Category Archives: Strategy

Research Preparation

Make your Research Count. Or, don’t bother.

Research is integral to any new project. Stakeholders need to know that your information is accurate and on point. Diving head first into any research project is fool hardy. You need to have a solid foundation and understanding where you are going. Preparation is the key.

Here are some questions to ask yourself before beginning your research.

1. Know why you are doing the research. Have a definite understanding of why you are conducting the research.

2. Set a reasonable timeline. You’ll never have all the answers. Better to have 75% of the answers before the deadline then 100% after.

3. Know your critical questions. It’s easy to get side tracked. Know your core questions and keep them in front of you.

4. Know your resources. Someone has the answer to your question. Your quest is to find it. Asking the core questions puts you on the right path to getting the question answered.

5. Know your information options. Primary research requires a solid collection methodology.
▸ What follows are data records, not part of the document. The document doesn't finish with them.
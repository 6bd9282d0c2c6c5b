//! Problem instances.
//!
//! An instance of the unrelated parallel machine scheduling problem with
//! sequence- and machine-dependent setup times (UPMSP-SDST) is fully
//! described by a processing-time table and a setup-time tensor. Instances
//! are immutable once built and can be shared freely across threads.
//!
//! # References
//!
//! - Vallada & Ruiz (2011), "A genetic algorithm for the unrelated parallel
//!   machine scheduling problem with sequence dependent setup times"

mod error;
mod instance;
mod parse;

pub use error::InstanceError;
pub use instance::ProblemInstance;
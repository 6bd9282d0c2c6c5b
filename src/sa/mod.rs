//! Simulated annealing for UPMSP-SDST.
//!
//! A single-solution trajectory search over the six move families in
//! [`crate::neighborhood`]. Worsening candidates are accepted with the
//! Metropolis probability `exp(-delta / T)`; the temperature cools
//! geometrically and is reset when it becomes negligible.
//!
//! # References
//!
//! - Kirkpatrick, Gelatt & Vecchi (1983), "Optimization by Simulated Annealing"
//! - Santos et al. (2016), "Analysis of stochastic local search methods for the
//!   unrelated parallel machine scheduling problem", ITOR

mod callback;
mod config;
mod runner;

pub use callback::{Incumbent, IncumbentCallback, IncumbentTrace};
pub use config::AnnealerConfig;
pub use runner::{AnnealResult, Annealer};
Secondary research involves sources. Prioritize your sources and keep in mind that deadline.

6. Know who can help you. Think about the about your resources and the time commitment involved. Just because your resource was there for your last project doesn’t mean that same resource will be there.

7. Know your maps. Mapping out your plan and keeping in front of you means you won’t lose focus. Take your time with this map. It is your guide and will keep you on the right path.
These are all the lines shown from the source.